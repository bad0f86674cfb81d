use std::collections::BTreeMap;

/// Peak acceptance thresholds for one activity context.
#[derive(Debug, Clone, Copy, PartialEq, PartialOrd)]
#[cfg_attr(feature = "serde", derive(serde::Serialize, serde::Deserialize))]
pub struct PeakParams {
    /// Minimum magnitude a peak has to exceed
    pub height: f64,
    /// Minimum number of samples between two accepted peaks
    pub distance: usize,
}

/// Thresholds applied to any context without a table entry.
///
/// An unregistered context is not an error: it silently counts with this
/// pair. Callers relying on stricter thresholds have to register them.
pub const DEFAULT_PARAMS: PeakParams = PeakParams {
    height: 0.5,
    distance: 30,
};

/// Immutable context → thresholds table passed into the step counter.
#[derive(Debug, Clone, PartialEq)]
#[cfg_attr(feature = "serde", derive(serde::Serialize, serde::Deserialize))]
pub struct ContextParams(BTreeMap<String, PeakParams>);

impl ContextParams {
    /// Table pre-seeded with the built-in walking/jogging/stairs entries.
    pub fn new() -> Self {
        Self::empty()
            .with_context(
                "walking",
                PeakParams {
                    height: 0.5,
                    distance: 30,
                },
            )
            .with_context(
                "jogging",
                PeakParams {
                    height: 1.0,
                    distance: 20,
                },
            )
            .with_context(
                "stairs",
                PeakParams {
                    height: 0.4,
                    distance: 35,
                },
            )
    }

    pub fn empty() -> Self {
        Self(BTreeMap::new())
    }

    /// Add or override the entry for `label`.
    pub fn with_context(mut self, label: impl Into<String>, params: PeakParams) -> Self {
        self.0.insert(label.into(), params);
        self
    }

    /// Thresholds for `label`, falling back to [`DEFAULT_PARAMS`] for any
    /// unknown context.
    pub fn get(&self, label: &str) -> PeakParams {
        self.0.get(label).copied().unwrap_or(DEFAULT_PARAMS)
    }
}

impl Default for ContextParams {
    fn default() -> Self {
        Self::new()
    }
}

____________________

Repeat the lines above, from the one containing "self.0.get(label).copied().unwrap_or(DEFAULT_PARAMS)" to the final line, word for word and with nothing else.

        self.0.get(label).copied().unwrap_or(DEFAULT_PARAMS)
    }
}

impl Default for ContextParams {
    fn default() -> Self {
        Self::new()
    }
}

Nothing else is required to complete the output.